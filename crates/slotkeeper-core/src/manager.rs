//! Host-facing coordinator
//!
//! [`SlotManager`] is the inbound event surface: the host reports chat
//! changes, generation lifecycle and received messages, and the manager
//! keeps the slot pool, the backend and the saved blobs in step.
//!
//! Chat changes are serialized: a second change, or a generation asking for
//! a slot, waits until the first has flushed, cleared and reassigned.

use crate::activity::ActivityState;
use crate::autosave::{AutosaveOutcome, AutosaveScheduler};
use crate::config::SlotkeeperConfig;
use crate::engine::{GenerationEngine, LlamaCompletionEngine};
use crate::error::{SlotkeeperError, SlotkeeperResult};
use crate::gateway::{BlobStore, HttpBlobStore, HttpSlotBackend, SlotBackend};
use crate::heartbeat::HeartbeatScheduler;
use crate::lifecycle::{CacheLifecycle, ClearSummary, FlushSummary, LifecycleSettings, SavedCache};
use crate::notify::{Notices, Notifier};
use crate::pool::{GenerationKind, ParticipantId, SharedSlotPool, SlotPool};
use crate::preload::{PreloadJob, PreloadObserver, PreloadOrchestrator};
use crate::rotation::RotationPolicy;
use parking_lot::Mutex;
use serde_json::Value;
use std::collections::HashSet;
use std::sync::Arc;
use std::time::Duration;
use tokio_util::sync::CancellationToken;
use tracing::{debug, info, warn};

/// Where a chat change currently is
#[derive(Debug, Clone, Copy, PartialEq, Eq, Default)]
pub enum ChatPhase {
    #[default]
    Idle,
    ChatChanging,
    Flushing,
    Reassigning,
}

#[derive(Debug)]
pub enum ChatChangeOutcome {
    /// Disabled, or the host did not know the chat
    Ignored,
    /// First chat seen; nothing to flush
    FirstObserved,
    Unchanged,
    /// Chat switched with clearing turned off
    Switched,
    Reassigned {
        flush: FlushSummary,
        cleared: SlotkeeperResult<ClearSummary>,
        assigned: Vec<(usize, ParticipantId)>,
    },
}

/// Slot the next generation request is pinned to
#[derive(Debug, Clone, PartialEq, Eq)]
pub struct GenerationTarget {
    pub slot: usize,
    pub participant: ParticipantId,
}

#[derive(Debug, Default)]
struct ManagerState {
    current_chat: Option<String>,
    phase: ChatPhase,
    target: Option<GenerationTarget>,
}

pub struct SlotManager {
    config: SlotkeeperConfig,
    lifecycle: Arc<CacheLifecycle>,
    engine: Arc<dyn GenerationEngine>,
    autosave: AutosaveScheduler,
    activity: Arc<ActivityState>,
    chat_gate: tokio::sync::Mutex<()>,
    state: Mutex<ManagerState>,
}

impl SlotManager {
    pub fn new(
        config: SlotkeeperConfig,
        backend: Arc<dyn SlotBackend>,
        store: Arc<dyn BlobStore>,
        engine: Arc<dyn GenerationEngine>,
        notifier: Arc<dyn Notifier>,
    ) -> Self {
        let notices = Notices::new(notifier, config.show_notifications);
        let pool = SlotPool::shared(config.fallback_slot_count);
        let lifecycle = CacheLifecycle::new(
            backend,
            store.clone(),
            pool,
            RotationPolicy::new(store, config.max_files),
            notices,
            LifecycleSettings::from(&config),
        );
        Self {
            autosave: AutosaveScheduler::new(config.save_interval),
            lifecycle: Arc::new(lifecycle),
            engine,
            activity: ActivityState::new(),
            chat_gate: tokio::sync::Mutex::new(()),
            state: Mutex::new(ManagerState::default()),
            config,
        }
    }

    /// Build a manager talking HTTP to the configured backends
    pub fn connect(
        config: SlotkeeperConfig,
        notifier: Arc<dyn Notifier>,
    ) -> SlotkeeperResult<Self> {
        config.validate()?;
        let backend = Arc::new(HttpSlotBackend::new(&config.backend)?);
        let store = Arc::new(HttpBlobStore::new(
            &config.backend.files_url,
            Duration::from_secs(config.backend.timeouts.connect),
        )?);
        let engine = Arc::new(LlamaCompletionEngine::new(&config.backend)?);
        Ok(Self::new(config, backend, store, engine, notifier))
    }

    /// Size the pool from the backend; returns the slot count
    pub async fn initialize(&self) -> usize {
        self.lifecycle.initialize_pool().await
    }

    pub fn config(&self) -> &SlotkeeperConfig {
        &self.config
    }

    pub fn lifecycle(&self) -> &Arc<CacheLifecycle> {
        &self.lifecycle
    }

    pub fn pool(&self) -> &SharedSlotPool {
        self.lifecycle.pool()
    }

    pub fn activity(&self) -> &Arc<ActivityState> {
        &self.activity
    }

    pub fn current_chat(&self) -> Option<String> {
        self.state.lock().current_chat.clone()
    }

    pub fn phase(&self) -> ChatPhase {
        self.state.lock().phase
    }

    pub fn target(&self) -> Option<GenerationTarget> {
        self.state.lock().target.clone()
    }

    fn set_phase(&self, phase: ChatPhase) {
        debug!(?phase, "chat phase");
        self.state.lock().phase = phase;
    }

    /// Host reported the active chat.
    ///
    /// `None` or an empty id means the host does not know the chat and is
    /// ignored. Only a change between two known ids triggers flush, clear and
    /// reassignment of `participants` in order.
    pub async fn on_chat_changed(
        &self,
        chat_id: Option<&str>,
        participants: &[ParticipantId],
    ) -> ChatChangeOutcome {
        if !self.config.enabled {
            return ChatChangeOutcome::Ignored;
        }
        let Some(chat_id) = chat_id.map(str::trim).filter(|id| !id.is_empty()) else {
            debug!("chat id unknown, ignoring chat change");
            return ChatChangeOutcome::Ignored;
        };

        let _gate = self.chat_gate.lock().await;

        let previous = {
            let mut state = self.state.lock();
            match state.current_chat.clone() {
                None => {
                    state.current_chat = Some(chat_id.to_string());
                    info!(chat_id, "chat observed");
                    return ChatChangeOutcome::FirstObserved;
                }
                Some(current) if current == chat_id => return ChatChangeOutcome::Unchanged,
                Some(current) => current,
            }
        };

        if !self.config.clear_on_chat_change {
            let mut state = self.state.lock();
            state.current_chat = Some(chat_id.to_string());
            state.target = None;
            info!(from = %previous, to = chat_id, "chat switched, pool kept");
            return ChatChangeOutcome::Switched;
        }

        info!(from = %previous, to = chat_id, "chat changed");
        self.set_phase(ChatPhase::ChatChanging);

        // Caches in the slots belong to the chat being left.
        self.set_phase(ChatPhase::Flushing);
        let flush = self
            .lifecycle
            .save_all_occupied(&previous, self.config.min_usage_for_save)
            .await;
        let cleared = self.lifecycle.clear_all().await;
        if let Err(e) = &cleared {
            warn!(error = %e, "clearing slots failed, reassigning anyway");
        }

        self.set_phase(ChatPhase::Reassigning);
        let assigned = self.pool().lock().assign_in_order(participants);
        {
            let mut state = self.state.lock();
            state.current_chat = Some(chat_id.to_string());
            state.target = None;
            state.phase = ChatPhase::Idle;
        }
        info!(
            saved = flush.saved.len(),
            failed = flush.failed.len(),
            assigned = assigned.len(),
            "chat change finished"
        );

        ChatChangeOutcome::Reassigned {
            flush,
            cleared,
            assigned,
        }
    }

    /// Acquire a slot for `participant` and warm it before tokens are produced.
    ///
    /// A slot without a loaded cache gets the newest saved blob for the
    /// current chat; with no blob it is marked loaded and warms from scratch.
    /// A failed load is reported and the generation proceeds cold. Waits
    /// for a chat change in progress to finish first.
    pub async fn on_generation_begin(
        &self,
        participant: &ParticipantId,
        kind: GenerationKind,
    ) -> SlotkeeperResult<Option<usize>> {
        if !self.config.enabled {
            return Ok(None);
        }
        let _gate = self.chat_gate.lock().await;
        let chat_id = self.current_chat();
        self.activity.begin_generation();

        let slot = match self
            .lifecycle
            .acquire(
                chat_id.as_deref(),
                participant,
                Some(self.config.min_usage_for_eviction_save),
                &HashSet::new(),
            )
            .await
        {
            Ok(slot) => slot,
            Err(e) => {
                self.activity.end_generation();
                self.lifecycle
                    .notices()
                    .error(&format!("No slot for {}: {}", participant, e));
                return Err(e);
            }
        };

        let needs_warm = {
            let mut pool = self.pool().lock();
            pool.set_pending_generation(slot, Some(kind));
            pool.slot(slot).is_some_and(|s| !s.cache_loaded())
        };
        self.state.lock().target = Some(GenerationTarget {
            slot,
            participant: participant.clone(),
        });

        if let (true, Some(chat_id)) = (needs_warm, chat_id.as_deref()) {
            match self.lifecycle.load_latest(chat_id, participant, slot).await {
                Ok(Some(blob)) => debug!(slot, blob = %blob, "slot warmed from saved cache"),
                Ok(None) => {
                    let mut pool = self.pool().lock();
                    if pool.is_held_by(slot, participant) {
                        pool.set_cache_loaded(slot, true);
                    }
                }
                Err(e) => warn!(slot, error = %e, "warming failed, generating cold"),
            }
        }

        Ok(Some(slot))
    }

    /// Pin the upcoming generation to the participant's slot, if it holds one
    pub fn on_generation_about_to_run(
        &self,
        participant: &ParticipantId,
        kind: GenerationKind,
    ) -> Option<usize> {
        if !self.config.enabled {
            return None;
        }
        let slot = {
            let mut pool = self.pool().lock();
            let slot = pool.find_by_participant(participant)?;
            pool.set_pending_generation(slot, Some(kind));
            slot
        };
        self.state.lock().target = Some(GenerationTarget {
            slot,
            participant: participant.clone(),
        });
        Some(slot)
    }

    /// Inject `id_slot` into the outgoing generation settings
    pub fn on_settings_ready(&self, settings: &mut Value) -> Option<usize> {
        if !self.config.enabled {
            return None;
        }
        let slot = self.state.lock().target.as_ref()?.slot;
        let object = settings.as_object_mut()?;
        object.insert("id_slot".to_string(), Value::from(slot));
        Some(slot)
    }

    /// A generated message arrived for `participant`
    pub async fn on_message_received(
        &self,
        participant: &ParticipantId,
    ) -> Option<AutosaveOutcome> {
        self.activity.end_generation();
        if !self.config.enabled {
            return None;
        }
        self.state.lock().target = None;
        let Some(chat_id) = self.current_chat() else {
            debug!("no active chat, skipping autosave");
            return None;
        };
        Some(
            self.autosave
                .on_message_received(&self.lifecycle, &chat_id, participant)
                .await,
        )
    }

    /// The generation ended without a message (stopped or failed)
    pub fn on_generation_ended(&self) {
        self.activity.end_generation();
        let target = self.state.lock().target.take();
        if let Some(target) = target {
            self.pool().lock().take_pending_generation(target.slot);
        }
    }

    /// Save the participant's slot now, optionally under a tag
    pub async fn save_participant(
        &self,
        participant: &ParticipantId,
        tag: Option<&str>,
    ) -> SlotkeeperResult<SavedCache> {
        let chat_id = self
            .current_chat()
            .ok_or_else(|| SlotkeeperError::invalid_input("no active chat"))?;
        let slot = self
            .pool()
            .lock()
            .find_by_participant(participant)
            .ok_or_else(|| {
                SlotkeeperError::not_found_resource(
                    format!("{} does not hold a slot", participant),
                    "slot",
                )
            })?;
        self.lifecycle
            .save_character_cache(&chat_id, participant, slot, tag)
            .await
    }

    /// Erase every backend slot and empty the pool
    pub async fn clear_all_slots(&self) -> SlotkeeperResult<ClearSummary> {
        let summary = self.lifecycle.clear_all().await?;
        self.pool().lock().reset_all();
        self.state.lock().target = None;
        Ok(summary)
    }

    pub fn preload_orchestrator(&self) -> PreloadOrchestrator {
        PreloadOrchestrator::new(
            self.lifecycle.clone(),
            self.engine.clone(),
            self.activity.clone(),
            &self.config,
        )
    }

    /// Preload `participants` into the current chat
    pub async fn preload(
        &self,
        participants: Vec<ParticipantId>,
        cancel: CancellationToken,
        observer: &dyn PreloadObserver,
    ) -> SlotkeeperResult<PreloadJob> {
        let chat_id = self
            .current_chat()
            .ok_or_else(|| SlotkeeperError::invalid_input("no active chat to preload into"))?;
        self.preload_orchestrator()
            .run(&chat_id, participants, cancel, observer)
            .await
    }

    /// Heartbeat scheduler sharing this manager's pool and activity flags
    pub fn heartbeat(&self) -> Option<HeartbeatScheduler> {
        HeartbeatScheduler::from_config(
            &self.config,
            self.engine.clone(),
            self.lifecycle.backend().clone(),
            self.pool().clone(),
            self.activity.clone(),
            self.lifecycle.notices().clone(),
        )
    }
}
//! User-facing error descriptions
//!
//! Notifications show `title: message`, with suggestions in the CLI.

use super::types::SlotkeeperError;

/// Error category for user-facing messages
#[derive(Debug, Clone, Copy, PartialEq, Eq)]
pub enum ErrorCategory {
    Configuration,
    Network,
    UserInput,
    Internal,
    ResourceUnavailable,
    Cancellation,
    CorruptData,
    Capacity,
}

impl ErrorCategory {
    /// Get a user-friendly category name
    pub fn display_name(&self) -> &'static str {
        match self {
            Self::Configuration => "Configuration Error",
            Self::Network => "Network Error",
            Self::UserInput => "Invalid Input",
            Self::Internal => "Internal Error",
            Self::ResourceUnavailable => "Resource Unavailable",
            Self::Cancellation => "Cancelled",
            Self::CorruptData => "Corrupt Cache",
            Self::Capacity => "No Free Slot",
        }
    }
}

/// User-friendly error information
#[derive(Debug, Clone)]
pub struct UserFriendlyError {
    pub category: ErrorCategory,
    pub title: String,
    pub message: String,
    pub suggestions: Vec<String>,
    pub error_code: String,
}

impl UserFriendlyError {
    pub fn new(
        category: ErrorCategory,
        title: impl Into<String>,
        message: impl Into<String>,
    ) -> Self {
        Self {
            category,
            title: title.into(),
            message: message.into(),
            suggestions: Vec::new(),
            error_code: String::new(),
        }
    }

    pub fn with_suggestion(mut self, suggestion: impl Into<String>) -> Self {
        self.suggestions.push(suggestion.into());
        self
    }

    pub fn with_error_code(mut self, code: impl Into<String>) -> Self {
        self.error_code = code.into();
        self
    }

    /// Format the error for display
    pub fn format_display(&self) -> String {
        let mut output = format!(
            "{}: {}\n\n{}",
            self.category.display_name(),
            self.title,
            self.message
        );

        if !self.suggestions.is_empty() {
            output.push_str("\n\nSuggested actions:");
            for (i, suggestion) in self.suggestions.iter().enumerate() {
                output.push_str(&format!("\n  {}. {}", i + 1, suggestion));
            }
        }

        output
    }
}

impl From<&SlotkeeperError> for UserFriendlyError {
    fn from(error: &SlotkeeperError) -> Self {
        let friendly = match error {
            SlotkeeperError::Timeout {
                operation, seconds, ..
            } => UserFriendlyError::new(
                ErrorCategory::Network,
                format!("{} timed out", operation),
                format!(
                    "The inference server did not answer within {} seconds",
                    seconds
                ),
            )
            .with_suggestion("Large caches take longer; raise the backend timeout if this repeats")
            .with_suggestion("Check whether the server is busy generating"),

            SlotkeeperError::NotFound {
                message, resource, ..
            } => {
                let title = match resource {
                    Some(r) => format!("{} not found", r),
                    None => "Cache file not found".to_string(),
                };
                UserFriendlyError::new(ErrorCategory::ResourceUnavailable, title, message.clone())
                    .with_suggestion("The save may have been rotated away; list saves and pick another")
            }

            SlotkeeperError::Invalid {
                message,
                size_bytes,
                ..
            } => {
                let detail = match size_bytes {
                    Some(size) => format!("{} ({} bytes)", message, size),
                    None => message.clone(),
                };
                UserFriendlyError::new(ErrorCategory::CorruptData, "Saved cache was invalid", detail)
                    .with_suggestion("The blob was removed; the next autosave will try again")
            }

            SlotkeeperError::BackendUnavailable {
                message,
                status_code,
                ..
            } => {
                let title = match status_code {
                    Some(code) => format!("Backend returned HTTP {}", code),
                    None => "Cannot reach backend".to_string(),
                };
                UserFriendlyError::new(ErrorCategory::Network, title, message.clone())
                    .with_suggestion("Verify the server URLs in the configuration")
                    .with_suggestion("Make sure the server was started with a slot save path")
            }

            SlotkeeperError::Cancelled => UserFriendlyError::new(
                ErrorCategory::Cancellation,
                "Operation cancelled",
                "The operation was cancelled by user request",
            ),

            SlotkeeperError::NoEvictableSlot { participant } => UserFriendlyError::new(
                ErrorCategory::Capacity,
                "All slots are protected",
                format!("No slot could be freed for {}", participant),
            )
            .with_suggestion("Start the server with more parallel slots"),

            SlotkeeperError::Config { message, .. } => {
                UserFriendlyError::new(ErrorCategory::Configuration, "Configuration error", message.clone())
                    .with_suggestion("Run 'slotkeeper config validate' to see every problem")
            }

            SlotkeeperError::InvalidInput { message, field } => {
                let title = match field {
                    Some(f) => format!("Invalid value for '{}'", f),
                    None => "Invalid input".to_string(),
                };
                UserFriendlyError::new(ErrorCategory::UserInput, title, message.clone())
            }

            SlotkeeperError::Io { message, .. } => {
                UserFriendlyError::new(ErrorCategory::Internal, "I/O error", message.clone())
            }

            SlotkeeperError::Json { message } => UserFriendlyError::new(
                ErrorCategory::Network,
                "Unexpected response format",
                message.clone(),
            ),

            SlotkeeperError::Other { message, .. } => {
                UserFriendlyError::new(ErrorCategory::Internal, "Unexpected error", message.clone())
            }
        };
        friendly.with_error_code(error.error_code())
    }
}

impl SlotkeeperError {
    /// One-line reason suitable for a notification
    pub fn user_message(&self) -> String {
        let friendly = UserFriendlyError::from(self);
        format!("{}: {}", friendly.title, friendly.message)
    }
}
..........
ASSIGNMENT -
Within the entries, find all lines holding "Unchanged" and copy each one.

RESULT -
    Unchanged,
                Some(current) if current == chat_id => return ChatChangeOutcome::Unchanged,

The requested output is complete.